Japan, a small island state, cannot cope with the toxic waste generated by its high industrialization. An AP Tokyo 1998 news report says “Japan has a new export for the world—garbage. Export of hazardous materials is banned by international conventions. So, businessmen are just calling it something else.” Health and welfare ministry official Tatsuro Akashi confirmed this, saying “There is no objective definition to distinguish waste from goods.” In the Jpepa Tariff Lines, waste is entitled to preferential treatment and granted a tariff rate of 0 percent. Another threat is that Japan, to avoid the toxic and hazardous waste generated by its many dirty industries, may relocate these in the Philippines.
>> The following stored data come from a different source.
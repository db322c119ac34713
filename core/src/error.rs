//! Error types for the outbound connector.
//!
//! # Design
//! Three failure classes cover one connector call: the two caller input
//! errors (`UnsupportedMethod`, `SerializationError`) are raised before any
//! network I/O, while `NetworkError` propagates a transport failure to the
//! host unmodified; the host owns any retry policy. A response body that
//! fails to parse as JSON is deliberately NOT an error; it degrades to the
//! raw string (see `normalize_response`).

use std::fmt;

/// Errors returned by `RequestExecutor::execute`.
#[derive(Debug)]
pub enum ConnectorError {
    /// The method token is not one of GET, DELETE, POST, PUT or SCORING.
    UnsupportedMethod(String),

    /// The structured payload could not be serialized to JSON.
    SerializationError(String),

    /// The HTTP transport could not complete the exchange (connection
    /// refused, DNS failure, TLS failure, timeout).
    NetworkError(String),
}

impl fmt::Display for ConnectorError {
    fn fmt(&self, f: &mut fmt::Formatter<'_>) -> fmt::Result {
        match self {
            ConnectorError::UnsupportedMethod(method) => {
                write!(f, "unsupported method: {method}")
            }
            ConnectorError::SerializationError(msg) => {
                write!(f, "payload serialization failed: {msg}")
            }
            ConnectorError::NetworkError(msg) => {
                write!(f, "request failed: {msg}")
            }
        }
    }
}

impl std::error::Error for ConnectorError {}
Articles 95 and 96 not only give the Japanese more rights than Filipinos, they also open our government to multimillion-dollar suits. Article 93 prohibits the Philippines from imposing on Japanese investments any technology transfer and any hiring of Filipinos. The Japanese do not impose these in their treaties with other countries. So, what benefits do our people get from the Jpepa? Even our nurses, supposedly among its biggest beneficiaries, reject it. Philippine Nurses Association president Leah Paquiz wrote a paper against it. Decent, fair-minded Japanese, like Japan’s Christian pastors, decry its great injustice to the Filipino people.
The Jpepa shows what happens when the greed for wealth and power blinds governments to what is right and turns them into predators. But the worst predators are those who turn against their own land and people.
Ester V. Perez de Tagle is the founder of Concerned Citizens Against Pollution (Cocap). She was a member of the congressional TWGs of several environmental bills that became law.